Sinyor lakaplı Fenerbahçe efsanesi Can Bartu hayatını kaybetti

Sinyor lakaplı Fenerbahçe efsanesi Can Bartu hayatını kaybetti
TT

Sinyor lakaplı Fenerbahçe efsanesi Can Bartu hayatını kaybetti

Sinyor lakaplı Fenerbahçe efsanesi Can Bartu hayatını kaybetti

Fenerbahçe’de oynadığı futbolla efsaneleşen ve Sinyor lakabını alan Can Bartu hayatını kaybetti.
Fenerbahçe formasıyla efsaneleşen ve 1 Ocak 1961'de, Fiorentina - Glasgow Rangers arasında oynanan final maçında forma giyen, Avrupa Kupaları'nda final maçı oynayan, ilk Türk futbolcu olan Can Bartu hayatını kaybetti. 30 Ocak 1936'da, İstanbul'da dünyaya gelen Can Bartu, spor hayatına Fenerbahçe'de basketbol oynayarak başladı. Altı kez, basketbol milli takım formasını terleten Bartu, daha sonra Fikret Arıcan'ın aracılığıyla sarı-lacivertlilerde futbol oynamaya başladı. 1955-1961 seneleri arasında Fenerbahçe'de futbol oynayan Bartu, 28 kez milli takımın formasını giydi.
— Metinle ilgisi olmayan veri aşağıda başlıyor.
//! Seeded spring layout.
//!
//! Fruchterman-Reingold with two amendments: links pull toward their own
//! rest length instead of a global one, and overlapping collision radii
//! push extra hard. The RNG is seeded so the same scene always lands in
//! the same positions.

use crate::render::scene::{Scene, VIEWPORT};
use rand::rngs::StdRng;
use rand::{Rng, SeedableRng};

const LAYOUT_SEED: u64 = 42;
const ROUNDS: usize = 50;
const MARGIN: f64 = 60.0;

/// Assign positions to every node in the scene.
pub fn run(scene: &mut Scene) {
    let count = scene.nodes.len();
    if count == 0 {
        return;
    }

    let mut rng = StdRng::seed_from_u64(LAYOUT_SEED);
    for node in &mut scene.nodes {
        node.x = rng.gen_range(MARGIN..VIEWPORT - MARGIN);
        node.y = rng.gen_range(MARGIN..VIEWPORT - MARGIN);
    }
    if count == 1 {
        scene.nodes[0].x = VIEWPORT / 2.0;
        scene.nodes[0].y = VIEWPORT / 2.0;
        return;
    }

    let k = (VIEWPORT * VIEWPORT / count as f64).sqrt();
    let mut temperature = VIEWPORT / 10.0;
    let cooling = temperature / (ROUNDS as f64 + 1.0);

    for _ in 0..ROUNDS {
        let mut shift = vec![(0.0f64, 0.0f64); count];

        // Repulsion between every pair, with a stronger shove when the
        // collision radii overlap.
        for i in 0..count {
            for j in (i + 1)..count {
                let dx = scene.nodes[i].x - scene.nodes[j].x;
                let dy = scene.nodes[i].y - scene.nodes[j].y;
                let distance = (dx * dx + dy * dy).sqrt().max(0.01);

                let mut force = k * k / distance / count as f64;
                let clearance = scene.nodes[i].radius + scene.nodes[j].radius;
                if distance < clearance {
                    force += (clearance - distance) * 2.0;
                }

                let (ux, uy) = (dx / distance, dy / distance);
                shift[i].0 += ux * force;
                shift[i].1 += uy * force;
                shift[j].0 -= ux * force;
                shift[j].1 -= uy * force;
            }
        }

        // Springs pull each link toward its rest length.
        for link in &scene.links {
            let dx = scene.nodes[link.from].x - scene.nodes[link.to].x;
            let dy = scene.nodes[link.from].y - scene.nodes[link.to].y;
            let distance = (dx * dx + dy * dy).sqrt().max(0.01);

            let force = (distance - link.distance) / 3.0;
            let (ux, uy) = (dx / distance, dy / distance);
            shift[link.from].0 -= ux * force;
            shift[link.from].1 -= uy * force;
            shift[link.to].0 += ux * force;
            shift[link.to].1 += uy * force;
        }

        // Apply, capped by the cooling temperature, with a slight pull
        // toward the center so disconnected components stay on canvas.
        for (node, (dx, dy)) in scene.nodes.iter_mut().zip(&shift) {
            let length = (dx * dx + dy * dy).sqrt().max(0.01);
            let capped = length.min(temperature);
            node.x += dx / length * capped;
            node.y += dy / length * capped;
            node.x += (VIEWPORT / 2.0 - node.x) * 0.02;
            node.y += (VIEWPORT / 2.0 - node.y) * 0.02;
        }

        temperature = (temperature - cooling).max(1.0);
    }

    for node in &mut scene.nodes {
        node.x = node.x.clamp(MARGIN, VIEWPORT - MARGIN);
        node.y = node.y.clamp(MARGIN, VIEWPORT - MARGIN);
    }
}

#[cfg(test)]
mod tests {
    use super::*;
    use crate::graph::{Character, CharacterId, GraphSnapshot, Relation};

    fn id(raw: u64) -> CharacterId {
        CharacterId::new(raw)
    }

    fn laid_out(snapshot: &GraphSnapshot) -> Scene {
        let mut scene = Scene::from_snapshot(snapshot);
        run(&mut scene);
        scene
    }

    fn sample() -> GraphSnapshot {
        GraphSnapshot::new(
            vec![
                Character::new(id(1), "Alice").main(),
                Character::new(id(2), "Bob"),
                Character::new(id(3), "Carol"),
                Character::new(id(4), "Dan"),
            ],
            vec![
                Relation::new(id(1), id(2), "friend", 9.0, 0.8),
                Relation::new(id(3), id(4), "acquaintance", 1.0, 0.0),
            ],
        )
    }

    #[test]
    fn layout_is_deterministic() {
        let snapshot = sample();
        let first = laid_out(&snapshot);
        let second = laid_out(&snapshot);
        for (a, b) in first.nodes.iter().zip(&second.nodes) {
            assert_eq!(a.x, b.x);
            assert_eq!(a.y, b.y);
        }
    }

    #[test]
    fn nodes_stay_inside_the_viewport() {
        let scene = laid_out(&sample());
        for node in &scene.nodes {
            assert!(node.x >= MARGIN && node.x <= VIEWPORT - MARGIN);
            assert!(node.y >= MARGIN && node.y <= VIEWPORT - MARGIN);
        }
    }

    #[test]
    fn strong_links_end_up_shorter_than_weak_ones() {
        let scene = laid_out(&sample());
        let length = |index: usize| {
            let link: &crate::render::SceneLink = &scene.links[index];
            let dx = scene.nodes[link.from].x - scene.nodes[link.to].x;
            let dy = scene.nodes[link.from].y - scene.nodes[link.to].y;
            (dx * dx + dy * dy).sqrt()
        };
        // Link 0 has weight 9, link 1 weight 1.
        assert!(length(0) < length(1));
    }

    #[test]
    fn single_node_sits_in_the_center() {
        let snapshot = GraphSnapshot::new(vec![Character::new(id(1), "Alone")], vec![]);
        let scene = laid_out(&snapshot);
        assert_eq!(scene.nodes[0].x, VIEWPORT / 2.0);
        assert_eq!(scene.nodes[0].y, VIEWPORT / 2.0);
    }

    #[test]
    fn empty_scene_is_a_no_op() {
        let mut scene = Scene::from_snapshot(&GraphSnapshot::default());
        run(&mut scene);
        assert!(scene.nodes.is_empty());
    }
}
Milli takımdaki başarılı futbolu ile dikkat çeken Can Bartu, 1961'de, İtalya'nın Fiorentina takımına transfer oldu. 1962'de Venezia takımında oynayan Bartu, 1964'de Lazio'da forma giydi. İtalya'da başarılı bir dönem geçiren Bartu, 1967'de, Türkiye'ye dönerek, eski takımı Fenerbahçe'de yeniden forma giymeye başladı. Teknik ve zarif futbolu ile adından söz ettiren Bartu, sarı-lacivertliler ile 326 maçta 162 gol attı.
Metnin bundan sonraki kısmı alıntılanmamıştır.